Exposure must enter the model correctly. Crash count per road link is determined jointly by the link’s inherent risk and the traffic it carries. The canonical form places \(\log(\text{AADT} \times \text{length} \times 365)\) as a fixed offset in the log-linear predictor. Pan et al. (2017) report near-unity NB coefficients on \(\log(\text{AADT} \times \text{length})\) across six North American highway types. Al-Omari (2021) reports DVMT-SPF coefficients between 0.74 and 0.93 for most Florida road classes, collectively supporting the log-offset constraint used in Open Road Risk’s Stage 2 GLM.

The constraint should not be treated as universally correct.
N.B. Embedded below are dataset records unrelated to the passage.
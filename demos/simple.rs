//! Parse INI text, inspect it, and save it back unchanged.
//!
//! Run with: cargo run --example simple

use ini_roundtrip::{from_str, Value};
use std::error::Error;

const SETTINGS: &str = "\
[Editor]
; Editor settings
font=Fira Code
font_size=13
word_wrap=false
";

fn main() -> Result<(), Box<dyn Error>> {
    let result = from_str(SETTINGS);

    for warning in &result.warnings {
        println!("warning: {}", warning);
    }

    for (name, section) in &result.document {
        println!("[{}]", name);
        for (key, value) in section {
            let kind = match value {
                Value::Number(_) => "number",
                Value::Bool(_) => "boolean",
                Value::String(_) => "string",
                Value::Custom(_) => "custom",
            };
            println!("  {} = {} ({})", key, value, kind);
        }
    }

    let saved = result.save()?;
    assert_eq!(saved, SETTINGS);
    println!("\n✓ Round-trip reproduced the input exactly");

    Ok(())
}
pub mod record_files;

pub use record_files::{
    latest_record_file, list_record_files, read_record_set, resolve_record_file,
    write_record_set,
};
use chrono::NaiveDateTime;
use serde::{Deserialize, Serialize};
use std::path::PathBuf;

pub const UNKNOWN_TITLE: &str = "Unknown Title";
pub const NO_SYNOPSIS: &str = "No synopsis available";

/// One scraped listing entry
#[derive(Debug, Clone, Serialize, Deserialize, PartialEq, Eq)]
pub struct AnimeRecord {
    #[serde(default = "default_title")]
    pub title: String,
    #[serde(default = "default_synopsis")]
    pub synopsis: String,
    /// Poster image, serialized as `null` when the card has none
    #[serde(default)]
    pub image_url: Option<String>,
    #[serde(default)]
    pub season: String,
}

fn default_title() -> String {
    UNKNOWN_TITLE.to_string()
}

fn default_synopsis() -> String {
    NO_SYNOPSIS.to_string()
}

impl AnimeRecord {
    /// Creates a record, substituting the fallbacks for missing title or synopsis
    pub fn new(
        title: Option<String>,
        synopsis: Option<String>,
        image_url: Option<String>,
        season: &str,
    ) -> Self {
        Self {
            title: title.unwrap_or_else(default_title),
            synopsis: synopsis.unwrap_or_else(default_synopsis),
            image_url,
            season: season.to_string(),
        }
    }
}

/// A persisted record set on disk
#[derive(Debug, Clone, Serialize, PartialEq)]
pub struct RecordFile {
    pub path: PathBuf,
    pub file_name: String,
    /// Capture time parsed from the file name
    pub captured_at: NaiveDateTime,
}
Dense urban road classes in Al-Omari (2021) show sub-linear AADT coefficients (0.39–0.63), and Aguero-Valverde and Jovanis (2008) find an AADT elasticity of approximately 0.66 for rural two-lane Pennsylvania roads — below the 1.0 assumed by a fixed offset. The Al-Omari result is from in-sample comparison only with no holdout validation, so the magnitude of any sub-linear bias in Open Road Risk has not been tested.

Note

The fixed-offset assumption (AADT and length elasticity = 1.0) is supported by multiple studies for most road classes but has not been tested directly in Open Road Risk. A diagnostic fitting \(\ln(\text{AADT})\) and \(\ln(L)\) as free covariates and comparing the estimated elasticities against 1.0 is a low-effort Stage 2 candidate action.

2. Overdispersion: The Primary Challenge

The negative binomial (NB) model is the standard extension for overdispersion. It replaces Poisson mean-variance equality with \(\text{Var}(y) = \mathbb{E}[y] + \alpha\,\mathbb{E}[y]^2\), where \(\alpha\) is an overdispersion parameter. When \(\alpha = 0\) the NB reduces to Poisson.

Chengye and Ranjitkar (2013) fit NB models to a 74 km Auckland motorway corridor (7 years, 959 segment-years) and report \(\hat{\alpha} = 0.183\) for the overall model, falling to 0.106–0.130 when the data are stratified by ramp type. The reduction demonstrates two things: overdispersion is present even in a relatively high-count motorway dataset, and facility stratification absorbs heterogeneity that the pooled model cannot. Al-Omari (2021) reports overdispersion parameter \(k\) ranging from 0.29 to 1.37 across Florida road classes, consistent with this pattern.

Warning

Chengye and Ranjitkar (2013) use an 80% confidence level (not 95%) as the variable selection threshold. Several retained coefficients would not survive stricter selection. Coefficient values from that paper should be treated as directional evidence rather than precise estimates.

Lord and Mannering (2010) note that the NB is not a universal fix. Low sample mean and very small within-group sample sizes can destabilise NB parameter estimation. Open Road Risk’s link-year mean of approximately 0.01–0.02 collisions per row is well below the regimes most commonly studied. This is the primary data challenge, and it motivates both the EB shrinkage step and careful attention to model family.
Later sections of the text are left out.